When Limits Are Exceeded
When you exceed a rate limit, Hexagraph returns an HTTP 429 Too Many Requests response:
{
"error": "Too Many Requests",
"message": "Rate limit exceeded. Please wait before sending additional requests.",
"statusCode": 429
}
The request is not queued — it is rejected immediately. Your client is responsible for backing off and retrying.
Designing Around Rate Limits
Follow these practices to stay within limits and build a more resilient integration:
- Cache responses on your side when the same entity is requested multiple times. If your application frequently looks up the same output or author, store the result locally rather than re-fetching it on every use.

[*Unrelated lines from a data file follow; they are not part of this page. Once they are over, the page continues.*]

impl MaterialRepository {
    /// Creates an empty repository.
    #[must_use]
    pub fn new() -> Self {
        Self::default()
    }

    /// Returns the material for `key`, deriving it on a miss, and takes one
    /// reference.
    pub fn acquire<D: GraphicsDevice + ?Sized>(
        &mut self,
        key: MaterialKey,
        desc: &DerivedMaterialDesc,
        device: &mut D,
        tracer: &mut Tracer<'_>,
    ) -> Result<MaterialId, ResourceError> {
        let (entry, kind) = if let Some(entry) = self.live.get_mut(&key) {
            entry.ref_count += 1;
            (*entry, MaterialEventKind::Shared)
        } else {
            let material = device.create_derived_material(desc)?;
            let entry = Entry {
                material,
                ref_count: 1,
            };
            self.live.insert(key, entry);
            (entry, MaterialEventKind::Derived)
        };
        tracer.material(&MaterialEvent {
            kind,
            key: key.0,
            material: entry.material,
            ref_count: entry.ref_count,
        });
        Ok(entry.material)
    }

    /// Drops one reference to `material` under `key`, destroying it at zero.
    /// Unknown pairs are ignored.
    pub fn release<D: GraphicsDevice + ?Sized>(
        &mut self,
        key: MaterialKey,
        material: MaterialId,
        device: &mut D,
        tracer: &mut Tracer<'_>,
    ) {
        let live = self
            .live
            .get_mut(&key)
            .filter(|e| e.material == material);
        let remaining = if let Some(entry) = live {
            entry.ref_count -= 1;
            let n = entry.ref_count;
            if n == 0 {
                self.live.remove(&key);
            }
            n
        } else if let Some(pos) = self
            .retired
            .iter()
            .position(|(k, e)| *k == key && e.material == material)
        {
            let entry = &mut self.retired[pos].1;
            entry.ref_count -= 1;
            let n = entry.ref_count;
            if n == 0 {
                self.retired.swap_remove(pos);
            }
            n
        } else {
            return;
        };

        tracer.material(&MaterialEvent {
            kind: MaterialEventKind::Released,
            key: key.0,
            material,
            ref_count: remaining,
        });
        if remaining == 0 {
            device.destroy_material(material);
            tracer.material(&MaterialEvent {
                kind: MaterialEventKind::Destroyed,
                key: key.0,
                material,
                ref_count: 0,
            });
        }
    }

    /// Retires every entry bound to one of `buffers`.
    pub fn retire_buffers(&mut self, buffers: &[BufferId], tracer: &mut Tracer<'_>) {
        let mut keys: Vec<MaterialKey> = self
            .live
            .keys()
            .copied()
            .filter(|k| k.buffer().is_some_and(|b| buffers.contains(&b)))
            .collect();
        keys.sort_unstable();
        for key in keys {
            if let Some(entry) = self.live.remove(&key) {
                tracer.material(&MaterialEvent {
                    kind: MaterialEventKind::Retired,
                    key: key.0,
                    material: entry.material,
                    ref_count: entry.ref_count,
                });
                self.retired.push((key, entry));
            }
        }
    }

    /// Looks up a live entry, returning its material and reference count.
    #[must_use]
    pub fn get(&self, key: MaterialKey) -> Option<(MaterialId, u32)> {
        self.live.get(&key).map(|e| (e.material, e.ref_count))
    }

    /// Number of live entries.
    #[must_use]
    pub fn live_len(&self) -> usize {
        self.live.len()
    }

    /// Number of retired entries still referenced.
    #[must_use]
    pub fn retired_len(&self) -> usize {
        self.retired.len()
    }

    /// Destroys every material regardless of reference counts.
    pub fn clear<D: GraphicsDevice + ?Sized>(&mut self, device: &mut D, tracer: &mut Tracer<'_>) {
        let mut all: Vec<(MaterialKey, Entry)> = self.live.drain().collect();
        all.sort_unstable_by_key(|&(k, _)| k);
        all.append(&mut self.retired);
        for (key, entry) in all {
            device.destroy_material(entry.material);
            tracer.material(&MaterialEvent {
                kind: MaterialEventKind::Destroyed,
                key: key.0,
                material: entry.material,
                ref_count: 0,
            });
        }
    }
}

/// Per-element material resolution on top of a [`MaterialRepository`].
///
/// Each element holds at most one reference: resolving again with the same
/// key is free, resolving with a new key acquires the new entry before
/// releasing the old one.
#[derive(Debug, Default)]
pub struct MaterialResolver {
    repository: MaterialRepository,
    per_element: HashMap<ElementId, (MaterialKey, MaterialId)>,
}

impl MaterialResolver {
    /// Creates an empty resolver.
    #[must_use]
    pub fn new() -> Self {
        Self::default()
    }

    /// Returns the material `element` should draw with: a derived material
    /// bound to its nearest soft mask's buffer, or `base` unchanged when no
    /// masking applies or derivation fails.
    ///
    /// The graphic of an anti-aliased mask also carries an alpha-clip
    /// threshold taken from its softness floor. Without an enclosing soft
    /// mask it gets a stencil-writing material that binds no buffer.
    pub fn resolve<H: Hierarchy + ?Sized, D: GraphicsDevice + ?Sized>(
        &mut self,
        settings: &SoftMaskSettings,
        hierarchy: &H,
        store: &MaskStore,
        depths: &mut StencilDepthResolver,
        device: &mut D,
        tracer: &mut Tracer<'_>,
        element: ElementId,
        base: MaterialId,
    ) -> MaterialId {
        if !base.is_valid() {
            tracer.fallback(&FallbackEvent {
                reason: FallbackReason::InvalidBaseMaterial,
                element: Some(element),
                mask: None,
            });
            self.release_element(element, device, tracer);
            return base;
        }
        if !settings.enabled || !hierarchy.is_active(element) {
            self.release_element(element, device, tracer);
            return base;
        }
        let alpha_clip = anti_aliased_graphic(store, element);
        let Some(mask) = depths.nearest_soft_mask(hierarchy, store, element) else {
            let Some(alpha_clip) = alpha_clip else {
                self.release_element(element, device, tracer);
                return base;
            };
            let stencil_bits = depths.resolve(hierarchy, element, true).stencil_bits();
            let key = MaterialKey::stencil_writer(base, stencil_bits, settings.stereo, alpha_clip);
            let uniforms =
                MaskUniforms::new(u8::MAX, stencil_bits, settings.stereo).with_alpha_clip(alpha_clip);
            return self.bind(settings, element, None, key, None, uniforms, device, tracer);
        };
        let depth = store.absolute_depth(mask);
        if depth >= MAX_SOFT_MASK_DEPTH {
            tracer.fallback(&FallbackEvent {
                reason: FallbackReason::DepthExceeded { depth },
                element: Some(element),
                mask: Some(mask),
            });
            self.release_element(element, device, tracer);
            return base;
        }
        let Some(buffer) = store.root_buffer(mask) else {
            // Not composited yet; the next rebuild picks it up.
            self.release_element(element, device, tracer);
            return base;
        };

        let alpha_clip = alpha_clip.unwrap_or(0);
        let stencil_bits = depths.resolve(hierarchy, element, false).stencil_bits();
        let key = MaterialKey::new(base, buffer, stencil_bits, depth, settings.stereo, None)
            .with_alpha_clip(alpha_clip);
        let uniforms =
            MaskUniforms::new(depth, stencil_bits, settings.stereo).with_alpha_clip(alpha_clip);
        self.bind(
            settings,
            element,
            Some(mask),
            key,
            Some(buffer),
            uniforms,
            device,
            tracer,
        )
    }

    /// Drops `element`'s reference, if it holds one.
    pub fn release_element<D: GraphicsDevice + ?Sized>(
        &mut self,
        element: ElementId,
        device: &mut D,
        tracer: &mut Tracer<'_>,
    ) {
        if let Some((key, material)) = self.per_element.remove(&element) {
            self.repository.release(key, material, device, tracer);
        }
    }

    /// Retires cached materials bound to destroyed buffers, so subsequent
    /// resolves derive fresh ones.
    pub fn retire_buffers(&mut self, buffers: &[BufferId], tracer: &mut Tracer<'_>) {
        self.repository.retire_buffers(buffers, tracer);
    }

    /// Elements whose held material no longer matches the anti-aliasing
    /// threshold their mask graphic asks for, in mask order.
    #[must_use]
    pub fn stale_alpha_clips(&self, store: &MaskStore) -> Vec<ElementId> {
        store
            .ids()
            .into_iter()
            .filter_map(|id| {
                let element = store.element(id);
                let (key, _) = self.per_element.get(&element)?;
                let wanted = anti_aliased_graphic(store, element);
                let stale = match wanted {
                    Some(clip) => key.alpha_clip() != clip,
                    None => key.buffer().is_none() || key.alpha_clip() != 0,
                };
                stale.then_some(element)
            })
            .collect()
    }

    /// The key and material `element` currently holds.
    #[must_use]
    pub fn current(&self, element: ElementId) -> Option<(MaterialKey, MaterialId)> {
        self.per_element.get(&element).copied()
    }

    /// The shared repository.
    #[must_use]
    pub fn repository(&self) -> &MaterialRepository {
        &self.repository
    }

    /// Destroys every derived material and forgets all elements.
    pub fn clear<D: GraphicsDevice + ?Sized>(&mut self, device: &mut D, tracer: &mut Tracer<'_>) {
        self.per_element.clear();
        self.repository.clear(device, tracer);
    }

    /// Points `element` at the material for `key`, deriving or sharing it.
    ///
    /// The held material is reused only while its entry is still live: an
    /// entry retired with its buffer is never handed out again, even when
    /// the device recycles the buffer id into an identical key.
    fn bind<D: GraphicsDevice + ?Sized>(
        &mut self,
        settings: &SoftMaskSettings,
        element: ElementId,
        mask: Option<MaskId>,
        key: MaterialKey,
        buffer: Option<BufferId>,
        uniforms: MaskUniforms,
        device: &mut D,
        tracer: &mut Tracer<'_>,
    ) -> MaterialId {
        if let Some(&(current, material)) = self.per_element.get(&element) {
            let live = self.repository.get(key).map(|(m, _)| m);
            if current == key && live == Some(material) {
                return material;
            }
        }

        let base = key.base();
        let acquired = self
            .acquire(key, buffer, uniforms, device, tracer)
            .or_else(|err| match (err, settings.shader_fallback) {
                (ResourceError::MissingShaderVariant(_), ShaderFallback::DefaultVariant(v))
                    if v.is_valid() && v != base =>
                {
                    tracer.fallback(&FallbackEvent {
                        reason: FallbackReason::Resource(err),
                        element: Some(element),
                        mask,
                    });
                    self.acquire(key.with_base(v), buffer, uniforms, device, tracer)
                }
                _ => Err(err),
            });

        match acquired {
            Ok((key, material)) => {
                if let Some((old_key, old)) = self.per_element.insert(element, (key, material)) {
                    self.repository.release(old_key, old, device, tracer);
                }
                material
            }
            Err(err) => {
                tracer.fallback(&FallbackEvent {
                    reason: FallbackReason::Resource(err),
                    element: Some(element),
                    mask,
                });
                self.release_element(element, device, tracer);
                base
            }
        }
    }

    fn acquire<D: GraphicsDevice + ?Sized>(
        &mut self,
        key: MaterialKey,
        buffer: Option<BufferId>,
        uniforms: MaskUniforms,
        device: &mut D,
        tracer: &mut Tracer<'_>,
    ) -> Result<(MaterialKey, MaterialId), ResourceError> {
        let desc = DerivedMaterialDesc {
            base: key.base(),
            buffer,
            uniforms,
        };
        self.repository
            .acquire(key, &desc, device, tracer)
            .map(|m| (key, m))
    }
}
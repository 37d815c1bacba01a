// Copyright 2026 the Softmask Authors
// SPDX-License-Identifier: Apache-2.0 OR MIT

//! Mask node and shape identity types.

use core::fmt;

/// Sentinel value indicating "no node" in index fields.
pub const INVALID: u32 = u32::MAX;

/// A handle to a mask node in a [`MaskStore`](super::MaskStore).
///
/// Contains both a slot index and a generation counter so that stale handles
/// can be detected after a node is destroyed and the slot is reused.
#[derive(Clone, Copy, PartialEq, Eq, PartialOrd, Ord, Hash)]
pub struct MaskId {
    /// Slot index into the store's arrays.
    pub(crate) idx: u32,
    /// Generation counter; must match the store's generation for this slot.
    pub(crate) generation: u32,
}

impl MaskId {
    /// Returns the raw slot index (for diagnostics only).
    #[inline]
    #[must_use]
    pub const fn index(self) -> u32 {
        self.idx
    }

    /// Returns the generation counter.
    #[inline]
    #[must_use]
    pub const fn generation(self) -> u32 {
        self.generation
    }
}

impl fmt::Debug for MaskId {
    fn fmt(&self, f: &mut fmt::Formatter<'_>) -> fmt::Result {
        write!(f, "MaskId({}@gen{})", self.idx, self.generation)
    }
}

/// A handle to an auxiliary shape in a [`ShapeRegistry`](super::ShapeRegistry).
#[derive(Clone, Copy, PartialEq, Eq, PartialOrd, Ord, Hash)]
pub struct ShapeId {
    pub(crate) idx: u32,
    pub(crate) generation: u32,
}

impl ShapeId {
    /// Returns the raw slot index (for diagnostics only).
    #[inline]
    #[must_use]
    pub const fn index(self) -> u32 {
        self.idx
    }
}

impl fmt::Debug for ShapeId {
    fn fmt(&self, f: &mut fmt::Formatter<'_>) -> fmt::Result {
        write!(f, "ShapeId({}@gen{})", self.idx, self.generation)
    }
}
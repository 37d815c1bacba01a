// Copyright 2026 the Softmask Authors
// SPDX-License-Identifier: Apache-2.0 OR MIT

//! Per-frame change collection.
//!
//! Collection follows a drain-then-fold pattern for each dirty channel:
//!
//! 1. **COMPOSITE**: drain affected indices (dependents included) and set
//!    `is_dirty` on each node and its subtree.
//! 2. **SHAPES**: drain the owning nodes and mark them the same way.
//! 3. **TOPOLOGY**: drain and report whether anything structural happened.
//!
//! The compositor then asks for [`dirty_roots`](MaskStore::dirty_roots): the
//! enabled roots with at least one dirty node in their subtree.

use alloc::vec::Vec;

use kurbo::Affine;

use super::id::{INVALID, MaskId};
use super::store::MaskStore;
use crate::dirty;
use crate::hierarchy::Hierarchy;

/// The changes folded in by a single [`MaskStore::collect_dirty`] call.
///
/// Fields hold raw slot indices.
#[derive(Clone, Debug, Default)]
pub struct MaskChanges {
    /// Nodes whose geometry or parameters changed.
    pub composite: Vec<u32>,
    /// Nodes whose auxiliary shapes changed.
    pub shapes: Vec<u32>,
    /// Whether any enable, disable, re-parent, or destroy happened.
    pub topology_changed: bool,
}

impl MaskChanges {
    /// Clears all change lists.
    pub fn clear(&mut self) {
        self.composite.clear();
        self.shapes.clear();
        self.topology_changed = false;
    }

    /// Returns whether nothing changed.
    #[must_use]
    pub fn is_empty(&self) -> bool {
        self.composite.is_empty() && self.shapes.is_empty() && !self.topology_changed
    }
}

impl MaskStore {
    /// Drains every dirty channel and folds the result into the per-node
    /// dirty flags.
    pub fn collect_dirty(&mut self) -> MaskChanges {
        let mut changes = MaskChanges::default();
        self.collect_dirty_into(&mut changes);
        changes
    }

    /// Like [`collect_dirty`](Self::collect_dirty), but reuses a
    /// caller-provided buffer.
    pub fn collect_dirty_into(&mut self, changes: &mut MaskChanges) {
        changes.clear();

        changes.composite = self
            .dirty
            .drain(dirty::COMPOSITE)
            .affected()
            .deterministic()
            .run()
            .collect();
        for i in 0..changes.composite.len() {
            let idx = changes.composite[i];
            if self.is_live_idx(idx) {
                self.mark_dirty_idx(idx);
            }
        }

        changes.shapes = self
            .dirty
            .drain(dirty::SHAPES)
            .deterministic()
            .run()
            .collect();
        for i in 0..changes.shapes.len() {
            let idx = changes.shapes[i];
            if self.is_live_idx(idx) {
                self.mark_dirty_idx(idx);
            }
        }

        let topology: Vec<u32> = self
            .dirty
            .drain(dirty::TOPOLOGY)
            .deterministic()
            .run()
            .collect();
        changes.topology_changed = !topology.is_empty();
    }

    /// Returns the enabled soft-masking roots whose subtree holds at least
    /// one dirty node, in slot order.
    #[must_use]
    pub fn dirty_roots(&self) -> Vec<MaskId> {
        let mut roots: Vec<MaskId> = Vec::new();
        for idx in 0..self.len {
            let i = idx as usize;
            if !self.is_dirty[i] || !self.enabled[i] || !self.is_live_idx(idx) {
                continue;
            }
            let root = self.soft_mask_root(self.id_at(idx));
            if self.config[root.idx as usize].mode.composites_soft_mask() && !roots.contains(&root)
            {
                roots.push(root);
            }
        }
        roots.sort_unstable_by_key(|r| r.idx);
        roots
    }

    /// Re-derives every enabled node's parent from the host hierarchy.
    ///
    /// Call after the host reports a hierarchy change (re-parenting or
    /// activation). Returns whether any link moved.
    pub fn refresh_parents<H: Hierarchy + ?Sized>(&mut self, hierarchy: &H) -> bool {
        let mut changed = false;
        for id in self.ids() {
            if !self.enabled[id.idx as usize] {
                continue;
            }
            let desired = self.desired_parent(hierarchy, id);
            if self.parent(id) != desired {
                let before = self.parent[id.idx as usize];
                self.set_parent(id, desired);
                changed |= self.parent[id.idx as usize] != before;
            }
        }
        changed
    }

    /// Records the world transform of the mask graphic.
    ///
    /// The node is marked dirty only when a coefficient moved by more than
    /// `threshold`, so sub-threshold jitter does not recomposite. Returns
    /// whether the change was accepted.
    pub fn set_world_transform(&mut self, id: MaskId, transform: Affine, threshold: f64) -> bool {
        self.validate(id);
        let current = self.world_transform[id.idx as usize];
        let moved = current
            .as_coeffs()
            .iter()
            .zip(transform.as_coeffs())
            .any(|(a, b)| (a - b).abs() > threshold);
        if moved {
            self.world_transform[id.idx as usize] = transform;
            self.dirty.mark(id.idx, dirty::COMPOSITE);
        }
        moved
    }

    /// Returns the last accepted world transform of the mask graphic.
    #[must_use]
    pub fn world_transform(&self, id: MaskId) -> Affine {
        self.validate(id);
        self.world_transform[id.idx as usize]
    }

    fn is_live_idx(&self, idx: u32) -> bool {
        idx != INVALID && idx < self.len && !self.free_list.contains(&idx)
    }
}
//! Hit-stack construction — the ordered set of ancestors eligible for
//! selection under a cursor point.

use crate::geom::Point;
use crate::page::{Layout, NodeId};

/// Elements narrower or shorter than this never enter a stack.
pub const MIN_STACK_DIMENSION: f64 = 20.0;

/// Build the hit stack for a cursor point, innermost qualifying ancestor
/// first.
///
/// Walks from the topmost element under the point up the ancestor chain,
/// keeping every ancestor whose box is at least 20×20 px and still contains
/// the point. The walk stops (exclusive) at the document's root containers.
/// If nothing qualifies but an element was hit, that element alone forms
/// the stack, so a hit never produces an empty stack.
///
/// Pure function of the layout snapshot; an empty return means the cursor
/// was over nothing and the caller should leave its state untouched.
pub fn build_stack(layout: &dyn Layout, point: Point) -> Vec<NodeId> {
    let Some(hit) = layout.element_at(point) else {
        return Vec::new();
    };

    let mut stack = Vec::new();
    let mut cursor = Some(hit);
    while let Some(id) = cursor {
        if layout.is_root_container(id) {
            break;
        }
        let rect = layout.bounds_of(id);
        if rect.spans_at_least(MIN_STACK_DIMENSION) && rect.contains(point) {
            stack.push(id);
        }
        cursor = layout.parent_of(id);
    }

    if stack.is_empty() {
        stack.push(hit);
    }
    stack
}

#[cfg(test)]
mod tests {
    use super::*;
    use crate::geom::Rect;
    use crate::page::{NodeInfo, PageSnapshot};

    fn rect(l: f64, t: f64, w: f64, h: f64) -> Rect {
        Rect::new(l, t, w, h)
    }

    /// html > body > section (1000x800) > div (400x300) > span (15x15).
    fn nested_page() -> PageSnapshot {
        PageSnapshot::new(vec![
            NodeInfo::new("html", None, rect(0.0, 0.0, 1280.0, 900.0)),
            NodeInfo::new("body", Some(NodeId(0)), rect(0.0, 0.0, 1280.0, 900.0)),
            NodeInfo::new("section", Some(NodeId(1)), rect(0.0, 0.0, 1000.0, 800.0)),
            NodeInfo::new("div", Some(NodeId(2)), rect(50.0, 50.0, 400.0, 300.0)),
            NodeInfo::new("span", Some(NodeId(3)), rect(60.0, 60.0, 15.0, 15.0)),
        ])
    }

    #[test]
    fn undersized_hit_is_skipped_in_favor_of_ancestors() {
        let page = nested_page();
        let stack = build_stack(&page, Point::new(65.0, 65.0));
        // The 15x15 span is under threshold: the div is the most specific
        // qualifying target, then the section.
        assert_eq!(stack, vec![NodeId(3), NodeId(2)]);
    }

    #[test]
    fn stack_is_innermost_first_and_point_containing() {
        let page = nested_page();
        let point = Point::new(100.0, 100.0);
        let stack = build_stack(&page, point);
        assert_eq!(stack, vec![NodeId(3), NodeId(2)]);
        for id in &stack {
            let rect = page.bounds_of(*id);
            assert!(rect.contains(point));
            assert!(rect.spans_at_least(MIN_STACK_DIMENSION));
        }
    }

    #[test]
    fn root_containers_never_enter_the_stack() {
        let page = nested_page();
        let stack = build_stack(&page, Point::new(900.0, 700.0));
        assert_eq!(stack, vec![NodeId(2)]);
    }

    #[test]
    fn lone_tiny_element_falls_back_to_itself() {
        let page = PageSnapshot::new(vec![
            NodeInfo::new("html", None, rect(0.0, 0.0, 800.0, 600.0)),
            NodeInfo::new("body", Some(NodeId(0)), rect(0.0, 0.0, 800.0, 600.0)),
            NodeInfo::new("button", Some(NodeId(1)), rect(10.0, 10.0, 16.0, 16.0)),
        ]);
        let stack = build_stack(&page, Point::new(12.0, 12.0));
        assert_eq!(stack, vec![NodeId(2)]);
    }

    #[test]
    fn no_element_under_cursor_yields_empty_stack() {
        let page = PageSnapshot::new(vec![
            NodeInfo::new("html", None, rect(0.0, 0.0, 100.0, 100.0)),
            NodeInfo::new("body", Some(NodeId(0)), rect(0.0, 0.0, 100.0, 100.0)),
        ]);
        // body is hit but is a root container, so it falls back to the hit
        // element itself.
        assert_eq!(build_stack(&page, Point::new(50.0, 50.0)), vec![NodeId(1)]);
        // Truly outside everything: empty.
        assert!(build_stack(&page, Point::new(500.0, 500.0)).is_empty());
    }

    #[test]
    fn ancestor_not_containing_the_point_is_skipped() {
        // An absolutely positioned child pokes out of its parent; hovering
        // the overhang must not select the parent.
        let page = PageSnapshot::new(vec![
            NodeInfo::new("html", None, rect(0.0, 0.0, 800.0, 600.0)),
            NodeInfo::new("body", Some(NodeId(0)), rect(0.0, 0.0, 800.0, 600.0)),
            NodeInfo::new("div", Some(NodeId(1)), rect(0.0, 0.0, 100.0, 100.0)),
            NodeInfo::new("aside", Some(NodeId(2)), rect(150.0, 150.0, 60.0, 60.0)),
        ]);
        let stack = build_stack(&page, Point::new(160.0, 160.0));
        assert_eq!(stack, vec![NodeId(3)]);
    }
}
//! Screen-crop backend — screenshot the primary monitor with `xcap`, then
//! crop the element's box out of it.
//!
//! This is the infrastructure layer; the cropping math lives in
//! [`super::crop`] where it can be tested without a display.

use std::time::Instant;

use image::DynamicImage;
use xcap::Monitor;

use crate::capture::{crop, CaptureBackend, CaptureError, CaptureMode, CaptureRequest};

pub struct ScreenCropBackend;

/// Capture the primary monitor as a `DynamicImage`. If no monitor reports
/// as primary, the first one is used.
fn capture_primary_monitor() -> Result<DynamicImage, CaptureError> {
    let monitors =
        Monitor::all().map_err(|e| CaptureError::Screen(format!("monitor enumeration: {e}")))?;

    let primary = monitors
        .into_iter()
        .find(|m| m.is_primary().unwrap_or(false))
        .or_else(|| {
            let all = Monitor::all().ok()?;
            all.into_iter().next()
        })
        .ok_or_else(|| CaptureError::Screen("no monitor found".to_string()))?;

    let image = primary
        .capture_image()
        .map_err(|e| CaptureError::Screen(e.to_string()))?;

    Ok(DynamicImage::ImageRgba8(image))
}

impl CaptureBackend for ScreenCropBackend {
    fn mode(&self) -> CaptureMode {
        CaptureMode::Screen
    }

    fn capture(&self, request: &CaptureRequest) -> Result<Vec<u8>, CaptureError> {
        let start = Instant::now();
        let screenshot = capture_primary_monitor()?;
        log::info!(
            "screen captured ({}x{}) in {}ms",
            screenshot.width(),
            screenshot.height(),
            start.elapsed().as_millis()
        );

        let (x, y, width, height) = crop::clamped_crop_region(
            screenshot.width(),
            screenshot.height(),
            request.screen_rect,
            request.device_pixel_ratio,
        )?;

        let png = crop::crop_to_png_bytes(&screenshot, x, y, width, height)?;
        log::info!(
            "cropped {}x{} at {},{} — {} bytes in {}ms",
            width,
            height,
            x,
            y,
            png.len(),
            start.elapsed().as_millis()
        );
        Ok(png)
    }
}
//! System tray setup and click handler.
//!
//! The tray icon is the desktop stand-in for the original's toolbar button
//! and context-menu entry: clicking it toggles a selection session with the
//! stored default capture mode.

use tauri::{
    menu::{MenuBuilder, MenuItemBuilder},
    tray::TrayIconBuilder,
    AppHandle, Manager,
};

use crate::commands;
use crate::session::Session;

/// Left-click: toggle element selection. Right-click: context menu.
pub fn setup_tray(app: &AppHandle) -> Result<(), Box<dyn std::error::Error>> {
    let toggle_item = MenuItemBuilder::with_id("toggle", "Start element capture").build(app)?;
    let quit_item = MenuItemBuilder::with_id("quit", "Quit domsnap").build(app)?;
    let menu = MenuBuilder::new(app)
        .item(&toggle_item)
        .item(&quit_item)
        .build()?;

    let mut builder = TrayIconBuilder::new()
        .tooltip("domsnap — click to pick an element")
        .menu(&menu)
        .show_menu_on_left_click(false)
        .on_tray_icon_event(|tray_icon, event| {
            if let tauri::tray::TrayIconEvent::Click {
                button: tauri::tray::MouseButton::Left,
                ..
            } = event
            {
                log::info!("tray icon clicked — toggling selection");
                toggle_selection(tray_icon.app_handle());
            }
        })
        .on_menu_event(|app, event| {
            if event.id() == "toggle" {
                toggle_selection(app);
            } else if event.id() == "quit" {
                log::info!("quit requested from tray menu");
                app.exit(0);
            }
        });

    if let Some(icon) = app.default_window_icon() {
        builder = builder.icon(icon.clone());
    }
    let _tray = builder.build(app)?;

    Ok(())
}

/// Start a session with the stored default mode, or stop the running one.
pub fn toggle_selection(app: &AppHandle) {
    let session = app.state::<Session>();
    let effects = {
        let mut controller = match session.controller.lock() {
            Ok(c) => c,
            Err(e) => {
                log::error!("session lock poisoned: {e}");
                return;
            }
        };
        if controller.is_selecting() {
            controller.stop()
        } else {
            let mode = session
                .settings
                .lock()
                .map(|s| s.default_capture_mode)
                .unwrap_or(crate::capture::CaptureMode::Vector);
            controller.start(mode)
        }
    };
    commands::apply_effects(app, effects);
}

- Use GraphQL to batch lookups. A single GraphQL request can resolve multiple entities of different types simultaneously, dramatically reducing the number of requests needed for complex operations.
- Use
per_page thoughtfully. Request only the records you need in each call. Fetching excessively large pages wastes quota on data you may not use.
- Implement exponential backoff. When you receive a
429 response, wait before retrying. Start with a short delay and double it on each subsequent failure to avoid hammering the API during a limit window.
- Monitor usage proactively. Call
GET /rate-limit before initiating large batch operations to confirm you have sufficient headroom in both the per-minute and per-day windows.
GraphQL lets you query multiple entity types — for example, an output, its authors, and their institutions — in a single request. This makes it the most quota-efficient approach for complex or relational lookups.